Making an animated graph and saving it as a GIF:

animated_ggplot <- ggplot(df,
       aes(gdp_per_capita,fertility,size=pop,colour=iso3)) + # adding size=pop
  geom_point(show.legend = FALSE) +
  scale_x_log10() +
  labs(x="GDP per capita (constant 2010 USD)", 
       y="Fertility rate, total (births per woman)") +
  transition_time(year)
animated_ggplot
anim_save("animated_ggplot.gif")

If you make this on your R Studio, don’t forget to click on the “Viewer” tab on the right side to see it!

The command transition_time(year) makes an animation that shows the different states of the data during the different years.

We can add a title (Year) to the graph by specifying in labs - title="Year: {frame_time}":

animated_ggplot2 <- ggplot(df,
       aes(gdp_per_capita,fertility,size=pop,colour=iso3)) + # adding size=pop
  geom_point(show.legend = FALSE) +
  scale_x_log10() +
  labs(x="GDP per capita (constant 2010 USD)", 
       y="Fertility rate, total (births per woman)",
       title="Year: {frame_time}") +
  transition_time(year)

anim_save("animated_ggplot2.gif", animated_ggplot2)

We can set up the height and width options:

options(gganimate.dev_args = list(width = 780, height = 440))

You can take an gganimate image and render it into an animation with the command animate. We can see all the options of animate like this:

?animate 

Or you can also google the question adding “stackoverflow”.

This is an example where we slow down animated_ggplot2:

animate(animated_ggplot2, nframes=350, fps=20) # to make it go slower

#increase number of total frames or decrease frames per second

Quiz

Let’s do one last practice!

Make a gganimate graph but with region as the color. (Hint: Check what we did for Quiz 4.2!)

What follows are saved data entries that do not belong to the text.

//! Render snapshot for the presentation layer

use serde::Serialize;

use crate::config::{DisplayOptions, Labels, Theme};
use crate::session::{SessionState, StatusMessage};
use crate::validation::{format_size, RejectedFile};

/// Everything a presentation layer needs to draw the widget
///
/// Built by [`UploadController::view`](super::UploadController::view). The
/// snapshot owns its data, so it can be serialized or sent to another thread
/// while the controller keeps running.
#[derive(Debug, Clone, PartialEq, Eq, Serialize)]
pub struct UploaderView {
    /// Lifecycle state
    pub state: SessionState,
    /// Accepted files in upload order
    pub accepted: Vec<AcceptedFileView>,
    /// Files refused by the last selection
    pub rejected: Vec<RejectedFile>,
    /// Upload button enabled
    pub upload_enabled: bool,
    /// Progress bar shown
    pub progress_bar_visible: bool,
    /// An upload is running
    pub upload_started: bool,
    /// Last started upload carried one file
    pub single_file: bool,
    /// Progress, 0 to 100
    pub percent: u8,
    /// Status line of the last finished attempt
    pub message: Option<StatusMessage>,
    /// Size limit hint, e.g. `"Size Limit: 20.00 MB"`
    pub size_limit: String,
    /// Allowed extensions, for the picker's filter
    pub allowed_extensions: Vec<String>,
    /// Resolved texts
    pub labels: Labels,
    /// Widget flavour
    pub theme: Theme,
    /// Presentation switches
    pub display: DisplayOptions,
    /// Several files may be selected
    pub multiple: bool,
}

/// One accepted file as listed in the widget
#[derive(Debug, Clone, PartialEq, Eq, Serialize)]
pub struct AcceptedFileView {
    /// File name
    pub name: String,
    /// Size as produced by [`format_size`]
    pub formatted_size: String,
    /// Caption entered by the user
    pub caption: Option<String>,
    /// Multipart field the file will be sent under
    pub field_name: String,
}

pub(super) fn size_limit_text(labels: &Labels, max_file_size_bytes: u64) -> String {
    format!("{}: {}", labels.size_limit, format_size(max_file_size_bytes))
}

Your gganimate plot should look like this:

# we merge our trade data with the codes data 
df_merged <- merge(df, codes) 

# construct the animated ggplot but we specify region as our color
animated_ggplot3 <- ggplot(df_merged, 
       aes(gdp_per_capita,fertility,size=pop,colour=region)) + 
  geom_point(show.legend = FALSE) + 
  scale_x_log10() + 
  labs(x="GDP per capita (constant 2010 USD)", 
       y="Fertility rate, total (births per woman)", 
       title="Year: {frame_time}") + 
  transition_time(year) 

# put the same specifications for the animation as before
animate(animated_ggplot3, nframes=350, fps=20)